Collected data >>

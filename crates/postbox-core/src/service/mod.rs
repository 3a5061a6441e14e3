//! Mail lifecycle service composed over the store, index and directory.

mod mail;

pub use mail::{MailService, RecipientLookup};
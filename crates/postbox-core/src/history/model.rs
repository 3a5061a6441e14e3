//! Address history types.

use serde::{Deserialize, Serialize};

/// How often one address has been used by one user.
#[derive(Debug, Clone, PartialEq, Eq, Serialize, Deserialize)]
pub struct AddressUsage {
    /// Normalized email address.
    pub address: String,
    /// Number of recorded uses.
    pub count: u32,
}

/// Summary of one user's history.
#[derive(Debug, Clone, Default, PartialEq, Eq, Serialize, Deserialize)]
pub struct HistoryStats {
    /// Number of distinct addresses.
    pub distinct: usize,
    /// Sum of all use counts.
    pub total_uses: u64,
    /// Up to five most used addresses, most used first.
    pub top: Vec<AddressUsage>,
}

What the task requires >>
Produce an exact copy of the entries above.

Exercise solution >>
filename crates/postbox-core/src/service/mod.rs
repository 3a5061a6441e14e3
//! Mail lifecycle service composed over the store, index and directory.

mod mail;

pub use mail::{MailService, RecipientLookup};
filename crates/postbox-core/src/history/model.rs
repository 3a5061a6441e14e3
//! Address history types.

use serde::{Deserialize, Serialize};

/// How often one address has been used by one user.
#[derive(Debug, Clone, PartialEq, Eq, Serialize, Deserialize)]
pub struct AddressUsage {
    /// Normalized email address.
    pub address: String,
    /// Number of recorded uses.
    pub count: u32,
}

/// Summary of one user's history.
#[derive(Debug, Clone, Default, PartialEq, Eq, Serialize, Deserialize)]
pub struct HistoryStats {
    /// Number of distinct addresses.
    pub distinct: usize,
    /// Sum of all use counts.
    pub total_uses: u64,
    /// Up to five most used addresses, most used first.
    pub top: Vec<AddressUsage>,
}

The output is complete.